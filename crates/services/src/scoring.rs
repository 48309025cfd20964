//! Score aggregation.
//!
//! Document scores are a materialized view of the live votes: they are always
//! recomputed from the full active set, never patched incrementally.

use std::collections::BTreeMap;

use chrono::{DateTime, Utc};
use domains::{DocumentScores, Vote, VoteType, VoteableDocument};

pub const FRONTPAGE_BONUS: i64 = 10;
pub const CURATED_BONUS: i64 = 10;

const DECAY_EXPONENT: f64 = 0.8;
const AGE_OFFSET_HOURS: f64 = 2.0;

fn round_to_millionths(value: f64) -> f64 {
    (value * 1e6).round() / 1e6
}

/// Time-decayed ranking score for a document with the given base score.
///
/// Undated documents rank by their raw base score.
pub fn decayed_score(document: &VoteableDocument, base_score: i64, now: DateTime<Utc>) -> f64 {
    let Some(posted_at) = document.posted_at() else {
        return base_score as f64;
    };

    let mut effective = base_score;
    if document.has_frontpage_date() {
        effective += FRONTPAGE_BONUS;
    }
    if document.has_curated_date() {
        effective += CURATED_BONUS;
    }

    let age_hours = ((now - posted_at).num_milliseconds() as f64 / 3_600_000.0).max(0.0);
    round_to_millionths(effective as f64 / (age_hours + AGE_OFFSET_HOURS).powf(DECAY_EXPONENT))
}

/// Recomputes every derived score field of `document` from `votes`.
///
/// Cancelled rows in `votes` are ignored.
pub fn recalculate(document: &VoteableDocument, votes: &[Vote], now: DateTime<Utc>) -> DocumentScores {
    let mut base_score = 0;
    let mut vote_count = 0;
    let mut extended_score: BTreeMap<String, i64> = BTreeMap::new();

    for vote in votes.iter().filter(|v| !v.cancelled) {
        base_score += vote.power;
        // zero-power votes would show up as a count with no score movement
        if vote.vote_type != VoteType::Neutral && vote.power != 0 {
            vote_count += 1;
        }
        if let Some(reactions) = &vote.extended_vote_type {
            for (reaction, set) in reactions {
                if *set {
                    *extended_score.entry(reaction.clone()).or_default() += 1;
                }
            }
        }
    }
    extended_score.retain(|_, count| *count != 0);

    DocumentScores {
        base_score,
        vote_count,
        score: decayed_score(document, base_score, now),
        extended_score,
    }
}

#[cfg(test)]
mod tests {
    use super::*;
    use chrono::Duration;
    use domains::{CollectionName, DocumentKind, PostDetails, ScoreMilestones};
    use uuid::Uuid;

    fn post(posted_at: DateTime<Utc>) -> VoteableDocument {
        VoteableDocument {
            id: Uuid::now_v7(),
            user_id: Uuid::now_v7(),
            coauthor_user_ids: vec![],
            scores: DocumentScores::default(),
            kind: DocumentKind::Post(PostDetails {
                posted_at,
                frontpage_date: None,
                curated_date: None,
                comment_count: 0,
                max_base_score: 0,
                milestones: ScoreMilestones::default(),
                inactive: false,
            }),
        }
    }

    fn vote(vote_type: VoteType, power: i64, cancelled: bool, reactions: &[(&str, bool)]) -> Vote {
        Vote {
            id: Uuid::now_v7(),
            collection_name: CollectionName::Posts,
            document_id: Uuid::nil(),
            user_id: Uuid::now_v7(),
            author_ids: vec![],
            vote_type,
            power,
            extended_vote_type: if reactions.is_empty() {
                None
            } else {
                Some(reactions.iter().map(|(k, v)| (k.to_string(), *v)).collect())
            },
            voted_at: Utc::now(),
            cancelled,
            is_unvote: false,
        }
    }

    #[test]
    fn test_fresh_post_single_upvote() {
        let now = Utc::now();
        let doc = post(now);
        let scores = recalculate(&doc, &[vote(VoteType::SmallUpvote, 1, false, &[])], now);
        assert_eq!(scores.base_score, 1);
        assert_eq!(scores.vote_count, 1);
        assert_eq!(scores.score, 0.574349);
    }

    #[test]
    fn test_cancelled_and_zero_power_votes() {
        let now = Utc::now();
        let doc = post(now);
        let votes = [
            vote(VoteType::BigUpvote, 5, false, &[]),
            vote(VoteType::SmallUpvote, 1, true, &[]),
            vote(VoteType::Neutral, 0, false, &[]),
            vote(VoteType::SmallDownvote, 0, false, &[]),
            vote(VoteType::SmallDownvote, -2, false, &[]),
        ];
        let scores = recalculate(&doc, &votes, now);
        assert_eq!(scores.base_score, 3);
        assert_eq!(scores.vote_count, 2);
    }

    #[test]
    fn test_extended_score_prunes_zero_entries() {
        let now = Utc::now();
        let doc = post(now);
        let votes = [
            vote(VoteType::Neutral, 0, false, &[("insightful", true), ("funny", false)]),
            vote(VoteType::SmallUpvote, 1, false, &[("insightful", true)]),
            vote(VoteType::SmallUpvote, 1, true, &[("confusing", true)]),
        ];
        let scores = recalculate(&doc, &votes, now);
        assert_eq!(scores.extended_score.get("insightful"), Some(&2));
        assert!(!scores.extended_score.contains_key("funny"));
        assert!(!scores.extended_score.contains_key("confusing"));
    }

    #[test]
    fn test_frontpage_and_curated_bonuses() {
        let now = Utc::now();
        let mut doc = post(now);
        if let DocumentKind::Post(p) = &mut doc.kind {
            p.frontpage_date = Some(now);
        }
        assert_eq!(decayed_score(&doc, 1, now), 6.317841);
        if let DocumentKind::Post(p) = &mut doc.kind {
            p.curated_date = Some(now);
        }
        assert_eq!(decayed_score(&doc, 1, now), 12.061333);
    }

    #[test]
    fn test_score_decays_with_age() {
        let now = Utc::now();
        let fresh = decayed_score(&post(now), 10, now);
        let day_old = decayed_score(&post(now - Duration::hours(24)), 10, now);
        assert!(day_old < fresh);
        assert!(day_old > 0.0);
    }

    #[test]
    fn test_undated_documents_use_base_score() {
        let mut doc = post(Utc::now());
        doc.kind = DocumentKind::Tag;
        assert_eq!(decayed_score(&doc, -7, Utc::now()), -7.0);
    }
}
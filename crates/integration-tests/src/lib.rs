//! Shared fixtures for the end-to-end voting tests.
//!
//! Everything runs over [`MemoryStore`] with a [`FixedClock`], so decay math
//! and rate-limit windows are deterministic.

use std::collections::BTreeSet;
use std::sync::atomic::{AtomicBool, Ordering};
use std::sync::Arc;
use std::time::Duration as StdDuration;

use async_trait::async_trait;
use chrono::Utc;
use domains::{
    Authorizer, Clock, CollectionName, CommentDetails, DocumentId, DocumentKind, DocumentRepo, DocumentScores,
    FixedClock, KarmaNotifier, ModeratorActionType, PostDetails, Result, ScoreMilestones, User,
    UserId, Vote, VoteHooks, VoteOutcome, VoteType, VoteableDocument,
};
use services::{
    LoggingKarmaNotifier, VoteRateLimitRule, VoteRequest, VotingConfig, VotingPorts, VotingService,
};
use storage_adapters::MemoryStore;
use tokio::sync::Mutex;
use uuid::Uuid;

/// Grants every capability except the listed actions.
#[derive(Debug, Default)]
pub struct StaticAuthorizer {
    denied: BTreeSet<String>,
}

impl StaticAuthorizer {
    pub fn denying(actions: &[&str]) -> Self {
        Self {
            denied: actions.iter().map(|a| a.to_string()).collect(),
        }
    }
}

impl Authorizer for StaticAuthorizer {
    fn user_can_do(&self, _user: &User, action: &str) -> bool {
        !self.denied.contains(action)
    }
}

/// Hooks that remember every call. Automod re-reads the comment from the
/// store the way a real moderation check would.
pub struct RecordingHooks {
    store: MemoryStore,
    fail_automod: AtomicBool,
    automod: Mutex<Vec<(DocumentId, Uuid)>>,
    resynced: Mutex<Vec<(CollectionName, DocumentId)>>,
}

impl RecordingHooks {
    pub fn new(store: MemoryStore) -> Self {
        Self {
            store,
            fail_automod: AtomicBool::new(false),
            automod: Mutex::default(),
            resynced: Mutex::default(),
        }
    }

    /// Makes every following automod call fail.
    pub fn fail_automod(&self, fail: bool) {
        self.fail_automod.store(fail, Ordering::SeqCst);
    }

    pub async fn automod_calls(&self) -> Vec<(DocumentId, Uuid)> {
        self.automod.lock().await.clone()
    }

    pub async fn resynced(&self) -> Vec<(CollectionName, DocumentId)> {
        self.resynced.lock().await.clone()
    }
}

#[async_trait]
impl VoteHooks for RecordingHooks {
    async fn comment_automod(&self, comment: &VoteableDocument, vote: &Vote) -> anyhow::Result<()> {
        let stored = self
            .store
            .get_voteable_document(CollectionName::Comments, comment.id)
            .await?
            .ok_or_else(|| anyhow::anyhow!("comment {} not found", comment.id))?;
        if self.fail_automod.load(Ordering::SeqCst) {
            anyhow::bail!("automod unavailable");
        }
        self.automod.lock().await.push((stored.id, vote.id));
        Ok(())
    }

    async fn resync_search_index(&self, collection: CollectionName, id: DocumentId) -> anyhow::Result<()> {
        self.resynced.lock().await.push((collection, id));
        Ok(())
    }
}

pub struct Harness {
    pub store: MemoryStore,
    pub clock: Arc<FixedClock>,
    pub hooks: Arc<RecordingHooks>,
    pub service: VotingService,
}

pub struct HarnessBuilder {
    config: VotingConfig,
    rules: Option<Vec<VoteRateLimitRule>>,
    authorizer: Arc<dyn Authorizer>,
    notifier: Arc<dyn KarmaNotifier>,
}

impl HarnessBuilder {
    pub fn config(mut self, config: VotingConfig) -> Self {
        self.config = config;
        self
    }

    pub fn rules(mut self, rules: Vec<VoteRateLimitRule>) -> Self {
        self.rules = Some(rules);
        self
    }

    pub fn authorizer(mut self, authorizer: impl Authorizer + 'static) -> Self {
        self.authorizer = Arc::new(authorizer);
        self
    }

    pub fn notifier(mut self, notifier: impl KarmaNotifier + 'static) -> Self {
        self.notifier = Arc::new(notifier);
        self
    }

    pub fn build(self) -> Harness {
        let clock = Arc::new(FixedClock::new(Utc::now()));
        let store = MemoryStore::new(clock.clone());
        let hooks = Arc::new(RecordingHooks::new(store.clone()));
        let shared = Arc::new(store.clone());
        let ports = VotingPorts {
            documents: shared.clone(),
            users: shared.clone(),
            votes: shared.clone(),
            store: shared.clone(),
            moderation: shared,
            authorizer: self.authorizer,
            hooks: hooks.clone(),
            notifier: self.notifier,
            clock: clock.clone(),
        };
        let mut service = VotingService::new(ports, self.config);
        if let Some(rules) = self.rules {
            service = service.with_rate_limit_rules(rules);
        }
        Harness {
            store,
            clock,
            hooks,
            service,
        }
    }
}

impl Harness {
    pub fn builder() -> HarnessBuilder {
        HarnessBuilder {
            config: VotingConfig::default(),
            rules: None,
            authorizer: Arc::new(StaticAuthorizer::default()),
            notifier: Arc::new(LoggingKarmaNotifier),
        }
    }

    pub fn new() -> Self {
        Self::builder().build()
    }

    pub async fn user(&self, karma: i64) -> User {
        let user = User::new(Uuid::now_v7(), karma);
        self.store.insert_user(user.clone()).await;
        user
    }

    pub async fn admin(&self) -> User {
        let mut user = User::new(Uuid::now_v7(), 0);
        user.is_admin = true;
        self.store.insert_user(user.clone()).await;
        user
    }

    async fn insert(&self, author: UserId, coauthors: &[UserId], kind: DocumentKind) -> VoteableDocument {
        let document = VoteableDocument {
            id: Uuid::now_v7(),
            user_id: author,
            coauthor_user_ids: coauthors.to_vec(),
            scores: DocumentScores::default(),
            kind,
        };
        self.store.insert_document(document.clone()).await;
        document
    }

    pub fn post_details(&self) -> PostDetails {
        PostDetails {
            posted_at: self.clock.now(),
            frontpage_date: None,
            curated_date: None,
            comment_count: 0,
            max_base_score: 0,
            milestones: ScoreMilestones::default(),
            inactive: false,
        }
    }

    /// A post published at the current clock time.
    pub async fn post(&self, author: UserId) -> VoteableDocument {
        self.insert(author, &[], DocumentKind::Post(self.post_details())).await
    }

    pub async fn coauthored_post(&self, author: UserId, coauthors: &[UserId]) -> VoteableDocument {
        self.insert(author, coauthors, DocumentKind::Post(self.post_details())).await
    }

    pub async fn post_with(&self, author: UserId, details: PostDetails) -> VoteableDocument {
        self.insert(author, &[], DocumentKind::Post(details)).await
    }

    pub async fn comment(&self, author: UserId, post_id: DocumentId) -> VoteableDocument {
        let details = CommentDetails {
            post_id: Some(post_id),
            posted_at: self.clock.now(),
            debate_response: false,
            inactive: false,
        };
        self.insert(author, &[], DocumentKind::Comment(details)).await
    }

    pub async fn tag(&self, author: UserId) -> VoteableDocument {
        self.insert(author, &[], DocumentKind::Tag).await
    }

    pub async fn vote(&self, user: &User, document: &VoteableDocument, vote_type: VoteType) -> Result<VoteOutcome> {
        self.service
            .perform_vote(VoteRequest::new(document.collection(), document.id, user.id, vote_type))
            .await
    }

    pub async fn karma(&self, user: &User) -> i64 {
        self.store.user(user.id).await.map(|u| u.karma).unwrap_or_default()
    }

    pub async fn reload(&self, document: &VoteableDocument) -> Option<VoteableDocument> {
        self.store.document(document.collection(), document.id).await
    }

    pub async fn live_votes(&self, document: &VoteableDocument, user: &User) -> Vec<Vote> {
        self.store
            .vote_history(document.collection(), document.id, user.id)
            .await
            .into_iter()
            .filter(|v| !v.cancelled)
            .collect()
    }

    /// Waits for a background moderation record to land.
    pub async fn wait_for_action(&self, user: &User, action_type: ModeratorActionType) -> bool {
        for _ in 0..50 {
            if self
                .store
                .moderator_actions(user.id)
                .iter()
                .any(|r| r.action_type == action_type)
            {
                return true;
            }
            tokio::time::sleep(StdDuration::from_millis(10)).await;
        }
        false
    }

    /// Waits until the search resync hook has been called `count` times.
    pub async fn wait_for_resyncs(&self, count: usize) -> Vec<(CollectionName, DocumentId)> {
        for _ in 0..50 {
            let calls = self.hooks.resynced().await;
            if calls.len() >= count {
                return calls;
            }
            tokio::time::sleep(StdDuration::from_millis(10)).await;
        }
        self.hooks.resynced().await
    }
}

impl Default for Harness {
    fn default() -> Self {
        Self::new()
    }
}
---
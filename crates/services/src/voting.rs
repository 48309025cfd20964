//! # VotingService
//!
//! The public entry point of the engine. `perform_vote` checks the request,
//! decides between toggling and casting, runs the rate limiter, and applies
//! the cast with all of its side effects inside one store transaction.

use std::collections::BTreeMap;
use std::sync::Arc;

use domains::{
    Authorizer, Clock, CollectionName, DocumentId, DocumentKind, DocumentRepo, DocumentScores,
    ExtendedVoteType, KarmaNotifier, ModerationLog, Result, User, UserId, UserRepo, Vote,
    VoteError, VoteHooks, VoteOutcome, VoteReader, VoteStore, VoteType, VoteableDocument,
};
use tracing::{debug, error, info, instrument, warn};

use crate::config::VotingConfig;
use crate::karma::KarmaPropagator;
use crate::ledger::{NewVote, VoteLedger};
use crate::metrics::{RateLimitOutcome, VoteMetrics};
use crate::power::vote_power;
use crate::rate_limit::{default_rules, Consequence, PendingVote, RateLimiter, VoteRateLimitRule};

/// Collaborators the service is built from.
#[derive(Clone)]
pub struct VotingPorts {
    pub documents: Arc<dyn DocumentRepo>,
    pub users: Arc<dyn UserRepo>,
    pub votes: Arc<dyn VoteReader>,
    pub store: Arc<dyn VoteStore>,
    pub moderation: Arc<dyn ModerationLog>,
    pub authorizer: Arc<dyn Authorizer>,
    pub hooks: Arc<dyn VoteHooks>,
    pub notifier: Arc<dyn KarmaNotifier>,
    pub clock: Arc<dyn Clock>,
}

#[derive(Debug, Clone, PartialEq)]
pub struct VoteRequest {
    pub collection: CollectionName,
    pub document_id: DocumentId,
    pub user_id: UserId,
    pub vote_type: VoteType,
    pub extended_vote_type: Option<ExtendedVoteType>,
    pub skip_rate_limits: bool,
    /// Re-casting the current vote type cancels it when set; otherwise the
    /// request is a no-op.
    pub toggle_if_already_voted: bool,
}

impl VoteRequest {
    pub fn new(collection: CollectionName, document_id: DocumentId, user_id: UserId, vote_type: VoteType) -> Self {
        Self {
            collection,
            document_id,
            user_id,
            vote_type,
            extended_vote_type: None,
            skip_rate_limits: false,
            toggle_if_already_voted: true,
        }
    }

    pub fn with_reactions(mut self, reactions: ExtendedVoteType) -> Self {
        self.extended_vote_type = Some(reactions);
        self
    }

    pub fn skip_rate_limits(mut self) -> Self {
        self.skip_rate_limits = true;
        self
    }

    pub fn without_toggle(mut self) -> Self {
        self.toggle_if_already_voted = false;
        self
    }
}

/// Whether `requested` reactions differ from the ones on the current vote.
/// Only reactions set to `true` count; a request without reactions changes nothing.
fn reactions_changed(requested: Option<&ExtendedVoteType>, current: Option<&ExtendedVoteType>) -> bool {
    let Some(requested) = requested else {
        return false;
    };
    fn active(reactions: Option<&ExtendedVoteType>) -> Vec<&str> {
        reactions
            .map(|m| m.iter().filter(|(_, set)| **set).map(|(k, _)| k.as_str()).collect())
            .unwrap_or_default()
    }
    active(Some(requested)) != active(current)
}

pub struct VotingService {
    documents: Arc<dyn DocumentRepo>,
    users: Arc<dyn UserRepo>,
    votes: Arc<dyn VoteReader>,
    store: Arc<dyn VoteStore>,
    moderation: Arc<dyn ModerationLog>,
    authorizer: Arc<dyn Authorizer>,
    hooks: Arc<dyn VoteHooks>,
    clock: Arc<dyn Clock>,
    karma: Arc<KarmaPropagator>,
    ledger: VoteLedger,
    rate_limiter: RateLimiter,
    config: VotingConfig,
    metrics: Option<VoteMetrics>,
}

• _DIRECTIONS FOR THIS TASK_: Every line holding the word "filter" should be copied out of the material.

• _RESPONSE TO THE EXERCISE_:
    for vote in votes.iter().filter(|v| !v.cancelled) {
            .filter(|v| !v.cancelled)
            .map(|m| m.iter().filter(|(_, set)| **set).map(|(k, _)| k.as_str()).collect())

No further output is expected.